━━━━━ Exercise material

//! Dataset builder
//!
//! Turns the raw yearly investment table into the enriched table used by the
//! analyzer: a simulated `industry_profit` and the `innovation_focus` ratio.

use crate::config::StageConfig;
use crate::error::Result;
use crate::random::{RandomSource, SeededRandom};
use crate::schema::{self, Observation, RawObservation};
use crate::utils::{round_to, DataLoader, DataSaver};
use serde::{Deserialize, Serialize};
use std::fmt;
use std::path::PathBuf;
use tracing::{debug, info, warn};

/// Remediation printed when the raw table is missing
pub const RAW_INPUT_HINT: &str =
    "Create the raw yearly table (year, rd_investment, equipment_investment) before running `build`.";

/// Why a raw row was left out of the enriched table
#[derive(Debug, Clone, Copy, PartialEq, Serialize, Deserialize)]
pub enum DropReason {
    /// The year is null
    MissingYear,
    /// An investment value is null or not finite
    MissingInvestment,
    /// An investment value is below zero
    NegativeInvestment,
    /// The focus ratio is undefined or not strictly inside (0, 1)
    UndefinedFocus,
}

impl fmt::Display for DropReason {
    fn fmt(&self, f: &mut fmt::Formatter<'_>) -> fmt::Result {
        match self {
            DropReason::MissingYear => write!(f, "missing year"),
            DropReason::MissingInvestment => write!(f, "missing investment"),
            DropReason::NegativeInvestment => write!(f, "negative investment"),
            DropReason::UndefinedFocus => write!(f, "innovation focus undefined"),
        }
    }
}

/// A raw row excluded from the output
#[derive(Debug, Clone, Copy, PartialEq, Serialize, Deserialize)]
pub struct DroppedRow {
    pub year: Option<i64>,
    pub reason: DropReason,
}

/// In-memory result of [`DatasetBuilder::build`]
#[derive(Debug, Clone, PartialEq)]
pub struct BuildResult {
    pub observations: Vec<Observation>,
    pub dropped: Vec<DroppedRow>,
}

/// What a completed builder stage did
#[derive(Debug, Clone, Serialize)]
pub struct BuildSummary {
    pub input_rows: usize,
    pub output_rows: usize,
    pub dropped: Vec<DroppedRow>,
    pub output_path: PathBuf,
}

/// Share of R&D in total investment
///
/// `None` when the ratio is undefined or not strictly between 0 and 1.
pub fn innovation_focus(rd_investment: f64, equipment_investment: f64) -> Option<f64> {
    let total = rd_investment + equipment_investment;
    if total == 0.0 {
        return None;
    }
    let focus = rd_investment / total;
    (focus.is_finite() && focus > 0.0 && focus < 1.0).then_some(focus)
}

/// Profit simulation and feature derivation
#[derive(Debug, Clone, Serialize, Deserialize)]
pub struct DatasetBuilder {
    /// Profit contribution per unit of R&D investment
    pub rd_weight: f64,
    /// Profit contribution per unit of equipment investment
    pub equipment_weight: f64,
    /// Uniform noise bounds added to every profit value
    pub noise_low: f64,
    pub noise_high: f64,
    /// Decimal places kept in `industry_profit`
    pub profit_decimals: i32,
}

impl Default for DatasetBuilder {
    fn default() -> Self {
        Self::new()
    }
}

impl DatasetBuilder {
    pub fn new() -> Self {
        Self {
            rd_weight: 1.5,
            equipment_weight: 0.5,
            noise_low: 0.8,
            noise_high: 1.2,
            profit_decimals: 5,
        }
    }

    /// Set the uniform noise bounds
    pub fn with_noise(mut self, low: f64, high: f64) -> Self {
        self.noise_low = low;
        self.noise_high = high;
        self
    }

    /// Enrich raw rows
    ///
    /// One noise value is drawn per input row, in order, before any row is
    /// dropped, so dropping a row never changes the profit of another.
    pub fn build<R: RandomSource + ?Sized>(&self, raw: &[RawObservation], rng: &mut R) -> BuildResult {
        let mut observations = Vec::with_capacity(raw.len());
        let mut dropped = Vec::new();

        for row in raw {
            let noise = rng.uniform(self.noise_low, self.noise_high);

            match self.enrich(row, noise) {
                Ok(observation) => {
                    debug!(year = ?row.year, noise, profit = observation.industry_profit, "Enriched row");
                    observations.push(observation);
                }
                Err(reason) => {
                    warn!(year = ?row.year, %reason, "Dropping row");
                    dropped.push(DroppedRow { year: row.year, reason });
                }
            }
        }

        BuildResult { observations, dropped }
    }

    fn enrich(&self, row: &RawObservation, noise: f64) -> std::result::Result<Observation, DropReason> {
        let year = row.year.ok_or(DropReason::MissingYear)?;
        let (rd, equipment) = match (row.rd_investment, row.equipment_investment) {
            (Some(rd), Some(eq)) if rd.is_finite() && eq.is_finite() => (rd, eq),
            _ => return Err(DropReason::MissingInvestment),
        };
        if rd < 0.0 || equipment < 0.0 {
            return Err(DropReason::NegativeInvestment);
        }
        let focus = innovation_focus(rd, equipment).ok_or(DropReason::UndefinedFocus)?;
        let profit = self.rd_weight * rd + self.equipment_weight * equipment + noise;

        Ok(Observation {
            year,
            rd_investment: rd,
            equipment_investment: equipment,
            industry_profit: round_to(profit, self.profit_decimals),
            innovation_focus: focus,
        })
    }
}

/// Builder stage: load the raw table, enrich it, write the enriched table
///
/// Fails with `MissingInput` when the raw table does not exist; nothing is
/// written in that case.
pub fn build_dataset(config: &StageConfig) -> Result<BuildSummary> {
    config.validate()?;
    info!(input = %config.input_path.display(), "Building dataset");

    let df = DataLoader::new().load_stage_input(&config.input_path, RAW_INPUT_HINT)?;
    let raw = schema::raw_from_frame(&df)?;

    let mut rng = SeededRandom::new(config.random_seed);
    let result = DatasetBuilder::new().build(&raw, &mut rng);
    let years: Vec<i64> = result.observations.iter().map(|o| o.year).collect();
    schema::ensure_unique_years(&years)?;

    let mut out = schema::observations_to_frame(&result.observations)?;
    DataSaver::save_csv(&mut out, &config.output_path)?;

    info!(
        rows = result.observations.len(),
        dropped = result.dropped.len(),
        output = %config.output_path.display(),
        "Dataset written"
    );

    Ok(BuildSummary {
        input_rows: raw.len(),
        output_rows: result.observations.len(),
        dropped: result.dropped,
        output_path: config.output_path.clone(),
    })
}

#[cfg(test)]
mod tests {
    use super::*;
    use crate::random::ScriptedRandom;

    fn raw(year: i64, rd: f64, eq: f64) -> RawObservation {
        RawObservation {
            year: Some(year),
            rd_investment: Some(rd),
            equipment_investment: Some(eq),
        }
    }

    #[test]
    fn test_innovation_focus() {
        assert_eq!(innovation_focus(3.0, 5.0), Some(0.375));
        assert!((innovation_focus(3.5, 5.2).unwrap() - 0.4023).abs() < 1e-4);
        assert_eq!(innovation_focus(0.0, 0.0), None);
        assert_eq!(innovation_focus(0.0, 4.0), None);
        assert_eq!(innovation_focus(4.0, 0.0), None);
    }

    #[test]
    fn test_profit_uses_injected_noise() {
        let rows = [raw(2015, 3.0, 5.0)];
        let mut rng = ScriptedRandom::constant(0.5);
        let result = DatasetBuilder::new().build(&rows, &mut rng);

        // 1.5 * 3.0 + 0.5 * 5.0 + 1.0
        assert_eq!(result.observations[0].industry_profit, 8.0);
    }

    #[test]
    fn test_profit_within_noise_bounds() {
        let rows = [raw(2015, 3.0, 5.0), raw(2016, 3.5, 5.2)];
        let result = DatasetBuilder::new().build(&rows, &mut SeededRandom::new(42));

        let p2015 = result.observations[0].industry_profit;
        assert!((7.8..=8.2).contains(&p2015), "profit {}", p2015);
        assert_eq!(result.observations[0].innovation_focus, 0.375);
    }

    #[test]
    fn test_dropped_rows_keep_noise_alignment() {
        let rows = [raw(2015, 1.0, 1.0), raw(2016, 0.0, 0.0), raw(2017, 1.0, 1.0)];
        let mut rng = ScriptedRandom::new(vec![0.0, 0.25, 0.5]);
        let result = DatasetBuilder::new().build(&rows, &mut rng);

        assert_eq!(result.observations.len(), 2);
        assert_eq!(
            result.dropped,
            vec![DroppedRow { year: Some(2016), reason: DropReason::UndefinedFocus }]
        );
        // Third row received the third draw (noise 1.0), not the second
        assert_eq!(result.observations[1].industry_profit, 3.0);
    }

    #[test]
    fn test_missing_and_negative_inputs_dropped() {
        let rows = [
            RawObservation { year: Some(2015), rd_investment: None, equipment_investment: Some(1.0) },
            RawObservation { year: None, rd_investment: Some(1.0), equipment_investment: Some(1.0) },
            raw(2016, -1.0, -1.0),
            raw(2017, f64::NAN, 1.0),
            raw(2018, 2.0, 3.0),
        ];
        let result = DatasetBuilder::new().build(&rows, &mut SeededRandom::new(42));

        assert_eq!(result.observations.len(), 1);
        let reasons: Vec<DropReason> = result.dropped.iter().map(|d| d.reason).collect();
        assert_eq!(
            reasons,
            vec![
                DropReason::MissingInvestment,
                DropReason::MissingYear,
                DropReason::NegativeInvestment,
                DropReason::MissingInvestment,
            ]
        );
    }

    #[test]
    fn test_custom_noise_bounds() {
        let rows = [raw(2015, 3.0, 5.0)];
        let builder = DatasetBuilder::new().with_noise(0.0, 0.0);
        let result = builder.build(&rows, &mut SeededRandom::new(42));
        assert_eq!(result.observations[0].industry_profit, 7.0);
    }

    #[test]
    fn test_profit_rounded_to_five_places() {
        let rows = [raw(2015, 1.0, 1.0)];
        let mut rng = ScriptedRandom::constant(0.123456789);
        let result = DatasetBuilder::new().build(&rows, &mut rng);
        let profit = result.observations[0].industry_profit;
        assert_eq!(profit, round_to(profit, 5));
    }
}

━━━━━━━━━━

◆ Requirement ◆
The answer should consist of every line above in which "info" appears.

◆ Result of this exercise ◆
use tracing::{debug, info, warn};
    info!(input = %config.input_path.display(), "Building dataset");
    info!(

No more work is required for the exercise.